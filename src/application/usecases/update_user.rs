use std::sync::Arc;

use chrono::NaiveDate;
use tracing::info;
use uuid::Uuid;

use crate::domain::{errors::DomainResult, models::User, repositories::UserRepository};

pub struct UpdateUserUseCase {
    repo: Arc<dyn UserRepository>,
}

/// Full replacement of a user's mutable fields; the id never changes.
pub struct UpdateUserRequest {
    pub user_id: Uuid,
    pub email: String,
    pub password: String,
    pub first_name: String,
    pub last_name: String,
    pub birth_date: Option<NaiveDate>,
}

impl UpdateUserUseCase {
    pub fn new(repo: Arc<dyn UserRepository>) -> Self {
        Self { repo }
    }

    pub async fn execute(&self, request: UpdateUserRequest) -> DomainResult<User> {
        let user = User {
            user_id: request.user_id,
            email: request.email,
            password: request.password,
            first_name: request.first_name,
            last_name: request.last_name,
            birth_date: request.birth_date,
        };
        user.validate()?;

        self.repo.replace(&user).await?;

        info!(user_id = %user.user_id, "user updated");
        Ok(user)
    }
}
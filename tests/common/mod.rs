#![allow(dead_code)]

use std::path::PathBuf;
use std::sync::Arc;

use poem::{Endpoint, test::TestClient};
use serde_json::{Value, json};
use uuid::Uuid;

use twitter_api::{
    infrastructure::repositories::{JsonFileTweetRepository, JsonFileUserRepository},
    presentation::http::{build_app, endpoints::root::ApiState},
};

pub struct TestData {
    pub dir: PathBuf,
}

impl TestData {
    pub fn users_file(&self) -> PathBuf {
        self.dir.join("users.json")
    }

    pub fn tweets_file(&self) -> PathBuf {
        self.dir.join("tweets.json")
    }

    pub async fn stored(&self, file: PathBuf) -> anyhow::Result<Vec<Value>> {
        Ok(serde_json::from_slice(&tokio::fs::read(file).await?)?)
    }
}

impl Drop for TestData {
    fn drop(&mut self) {
        let _ = std::fs::remove_dir_all(&self.dir);
    }
}

/// Builds the whole application on top of a fresh data directory.
pub async fn test_app() -> anyhow::Result<(TestClient<impl Endpoint>, TestData)> {
    let dir = std::env::temp_dir().join(format!("twitter_api_{}", Uuid::new_v4()));
    let users = JsonFileUserRepository::open(&dir).await?;
    let tweets = JsonFileTweetRepository::open(&dir).await?;
    let state = Arc::new(ApiState::new(users, tweets));

    let app = build_app(state, "http://localhost:8000");
    Ok((TestClient::new(app), TestData { dir }))
}

pub fn user_payload(email: &str) -> Value {
    json!({
        "email": email,
        "password": "s3cret",
        "first_name": "Ada",
        "last_name": "Lovelace",
        "birth_date": "1815-12-10",
    })
}

pub fn tweet_payload(content: &str) -> Value {
    json!({
        "content": content,
        "by": {
            "user_id": Uuid::new_v4(),
            "email": "ada@example.com",
            "first_name": "Ada",
            "last_name": "Lovelace",
            "birth_date": null,
        },
    })
}

pub async fn body(response: poem::test::TestResponse) -> anyhow::Result<Value> {
    Ok(response.0.into_body().into_json().await?)
}
use std::sync::Arc;

use crate::domain::{errors::DomainResult, models::User, repositories::UserRepository};

pub struct ListUsersUseCase {
    repo: Arc<dyn UserRepository>,
}

impl ListUsersUseCase {
    pub fn new(repo: Arc<dyn UserRepository>) -> Self {
        Self { repo }
    }

    pub async fn execute(&self) -> DomainResult<Vec<User>> {
        self.repo.list().await
    }
}
pub mod usecases;
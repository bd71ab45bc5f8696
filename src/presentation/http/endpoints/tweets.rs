use std::sync::Arc;

use poem::Result as PoemResult;
use poem_openapi::{ApiResponse, OpenApi, param::Path, payload::Json};
use uuid::Uuid;

use crate::{
    application::usecases::{create_tweet::CreateTweetRequest, update_tweet::UpdateTweetRequest},
    presentation::http::{
        endpoints::root::{ApiState, EndpointsTags},
        mappers::map_tweet,
        requests::{CreateTweetRequestDto, UpdateTweetRequestDto},
        responses::TweetDto,
    },
};

#[derive(ApiResponse)]
pub enum CreateTweetResponse {
    #[oai(status = 201)]
    Created(Json<TweetDto>),
}

#[derive(Clone)]
pub struct TweetsEndpoints {
    state: Arc<ApiState>,
}

impl TweetsEndpoints {
    pub fn new(state: Arc<ApiState>) -> Self {
        Self { state }
    }
}

#[OpenApi]
impl TweetsEndpoints {
    /// List all Tweets
    #[oai(path = "/", method = "get", tag = EndpointsTags::Tweets)]
    pub async fn list_tweets(&self) -> PoemResult<Json<Vec<TweetDto>>> {
        let tweets = self.state.list_tweets_usecase.execute().await?;

        Ok(Json(tweets.iter().map(map_tweet).collect()))
    }

    /// Create a Tweet
    #[oai(path = "/tweets", method = "post", tag = EndpointsTags::Tweets)]
    pub async fn create_tweet(
        &self,
        request: Json<CreateTweetRequestDto>,
    ) -> PoemResult<CreateTweetResponse> {
        let request = request.0;
        let tweet = self
            .state
            .create_tweet_usecase
            .execute(CreateTweetRequest {
                tweet_id: request.tweet_id,
                content: request.content,
                by: request.by.into(),
            })
            .await?;

        Ok(CreateTweetResponse::Created(Json(map_tweet(&tweet))))
    }

    /// Show a Tweet
    #[oai(path = "/tweets/:tweet_id", method = "get", tag = EndpointsTags::Tweets)]
    pub async fn get_tweet(&self, tweet_id: Path<Uuid>) -> PoemResult<Json<TweetDto>> {
        let tweet = self.state.get_tweet_usecase.execute(tweet_id.0).await?;

        Ok(Json(map_tweet(&tweet)))
    }

    /// Update a Tweet
    #[oai(path = "/tweets/:tweet_id", method = "put", tag = EndpointsTags::Tweets)]
    pub async fn update_tweet(
        &self,
        tweet_id: Path<Uuid>,
        request: Json<UpdateTweetRequestDto>,
    ) -> PoemResult<Json<TweetDto>> {
        let tweet = self
            .state
            .update_tweet_usecase
            .execute(UpdateTweetRequest {
                tweet_id: tweet_id.0,
                content: request.0.content,
            })
            .await?;

        Ok(Json(map_tweet(&tweet)))
    }

    /// Delete a Tweet
    #[oai(path = "/tweets/:tweet_id", method = "delete", tag = EndpointsTags::Tweets)]
    pub async fn delete_tweet(&self, tweet_id: Path<Uuid>) -> PoemResult<Json<TweetDto>> {
        let tweet = self.state.delete_tweet_usecase.execute(tweet_id.0).await?;

        Ok(Json(map_tweet(&tweet)))
    }
}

**Problem requirements**
Would you print each line of the listing again, unaltered?

**Answer section**
filename src/application/usecases/update_user.rs
use std::sync::Arc;

use chrono::NaiveDate;
use tracing::info;
use uuid::Uuid;

use crate::domain::{errors::DomainResult, models::User, repositories::UserRepository};

pub struct UpdateUserUseCase {
    repo: Arc<dyn UserRepository>,
}

/// Full replacement of a user's mutable fields; the id never changes.
pub struct UpdateUserRequest {
    pub user_id: Uuid,
    pub email: String,
    pub password: String,
    pub first_name: String,
    pub last_name: String,
    pub birth_date: Option<NaiveDate>,
}

impl UpdateUserUseCase {
    pub fn new(repo: Arc<dyn UserRepository>) -> Self {
        Self { repo }
    }

    pub async fn execute(&self, request: UpdateUserRequest) -> DomainResult<User> {
        let user = User {
            user_id: request.user_id,
            email: request.email,
            password: request.password,
            first_name: request.first_name,
            last_name: request.last_name,
            birth_date: request.birth_date,
        };
        user.validate()?;

        self.repo.replace(&user).await?;

        info!(user_id = %user.user_id, "user updated");
        Ok(user)
    }
}
filename tests/common/mod.rs
#![allow(dead_code)]

use std::path::PathBuf;
use std::sync::Arc;

use poem::{Endpoint, test::TestClient};
use serde_json::{Value, json};
use uuid::Uuid;

use twitter_api::{
    infrastructure::repositories::{JsonFileTweetRepository, JsonFileUserRepository},
    presentation::http::{build_app, endpoints::root::ApiState},
};

pub struct TestData {
    pub dir: PathBuf,
}

impl TestData {
    pub fn users_file(&self) -> PathBuf {
        self.dir.join("users.json")
    }

    pub fn tweets_file(&self) -> PathBuf {
        self.dir.join("tweets.json")
    }

    pub async fn stored(&self, file: PathBuf) -> anyhow::Result<Vec<Value>> {
        Ok(serde_json::from_slice(&tokio::fs::read(file).await?)?)
    }
}

impl Drop for TestData {
    fn drop(&mut self) {
        let _ = std::fs::remove_dir_all(&self.dir);
    }
}

/// Builds the whole application on top of a fresh data directory.
pub async fn test_app() -> anyhow::Result<(TestClient<impl Endpoint>, TestData)> {
    let dir = std::env::temp_dir().join(format!("twitter_api_{}", Uuid::new_v4()));
    let users = JsonFileUserRepository::open(&dir).await?;
    let tweets = JsonFileTweetRepository::open(&dir).await?;
    let state = Arc::new(ApiState::new(users, tweets));

    let app = build_app(state, "http://localhost:8000");
    Ok((TestClient::new(app), TestData { dir }))
}

pub fn user_payload(email: &str) -> Value {
    json!({
        "email": email,
        "password": "s3cret",
        "first_name": "Ada",
        "last_name": "Lovelace",
        "birth_date": "1815-12-10",
    })
}

pub fn tweet_payload(content: &str) -> Value {
    json!({
        "content": content,
        "by": {
            "user_id": Uuid::new_v4(),
            "email": "ada@example.com",
            "first_name": "Ada",
            "last_name": "Lovelace",
            "birth_date": null,
        },
    })
}

pub async fn body(response: poem::test::TestResponse) -> anyhow::Result<Value> {
    Ok(response.0.into_body().into_json().await?)
}
use std::sync::Arc;

use crate::domain::{errors::DomainResult, models::User, repositories::UserRepository};

pub struct ListUsersUseCase {
    repo: Arc<dyn UserRepository>,
}

impl ListUsersUseCase {
    pub fn new(repo: Arc<dyn UserRepository>) -> Self {
        Self { repo }
    }

    pub async fn execute(&self) -> DomainResult<Vec<User>> {
        self.repo.list().await
    }
}
pub mod usecases;
repository bd71ab45bc5f8696
filename src/presentation/http/endpoints/tweets.rs
use std::sync::Arc;

use poem::Result as PoemResult;
use poem_openapi::{ApiResponse, OpenApi, param::Path, payload::Json};
use uuid::Uuid;

use crate::{
    application::usecases::{create_tweet::CreateTweetRequest, update_tweet::UpdateTweetRequest},
    presentation::http::{
        endpoints::root::{ApiState, EndpointsTags},
        mappers::map_tweet,
        requests::{CreateTweetRequestDto, UpdateTweetRequestDto},
        responses::TweetDto,
    },
};

#[derive(ApiResponse)]
pub enum CreateTweetResponse {
    #[oai(status = 201)]
    Created(Json<TweetDto>),
}

#[derive(Clone)]
pub struct TweetsEndpoints {
    state: Arc<ApiState>,
}

impl TweetsEndpoints {
    pub fn new(state: Arc<ApiState>) -> Self {
        Self { state }
    }
}

#[OpenApi]
impl TweetsEndpoints {
    /// List all Tweets
    #[oai(path = "/", method = "get", tag = EndpointsTags::Tweets)]
    pub async fn list_tweets(&self) -> PoemResult<Json<Vec<TweetDto>>> {
        let tweets = self.state.list_tweets_usecase.execute().await?;

        Ok(Json(tweets.iter().map(map_tweet).collect()))
    }

    /// Create a Tweet
    #[oai(path = "/tweets", method = "post", tag = EndpointsTags::Tweets)]
    pub async fn create_tweet(
        &self,
        request: Json<CreateTweetRequestDto>,
    ) -> PoemResult<CreateTweetResponse> {
        let request = request.0;
        let tweet = self
            .state
            .create_tweet_usecase
            .execute(CreateTweetRequest {
                tweet_id: request.tweet_id,
                content: request.content,
                by: request.by.into(),
            })
            .await?;

        Ok(CreateTweetResponse::Created(Json(map_tweet(&tweet))))
    }

    /// Show a Tweet
    #[oai(path = "/tweets/:tweet_id", method = "get", tag = EndpointsTags::Tweets)]
    pub async fn get_tweet(&self, tweet_id: Path<Uuid>) -> PoemResult<Json<TweetDto>> {
        let tweet = self.state.get_tweet_usecase.execute(tweet_id.0).await?;

        Ok(Json(map_tweet(&tweet)))
    }

    /// Update a Tweet
    #[oai(path = "/tweets/:tweet_id", method = "put", tag = EndpointsTags::Tweets)]
    pub async fn update_tweet(
        &self,
        tweet_id: Path<Uuid>,
        request: Json<UpdateTweetRequestDto>,
    ) -> PoemResult<Json<TweetDto>> {
        let tweet = self
            .state
            .update_tweet_usecase
            .execute(UpdateTweetRequest {
                tweet_id: tweet_id.0,
                content: request.0.content,
            })
            .await?;

        Ok(Json(map_tweet(&tweet)))
    }

    /// Delete a Tweet
    #[oai(path = "/tweets/:tweet_id", method = "delete", tag = EndpointsTags::Tweets)]
    pub async fn delete_tweet(&self, tweet_id: Path<Uuid>) -> PoemResult<Json<TweetDto>> {
        let tweet = self.state.delete_tweet_usecase.execute(tweet_id.0).await?;

        Ok(Json(map_tweet(&tweet)))
    }
}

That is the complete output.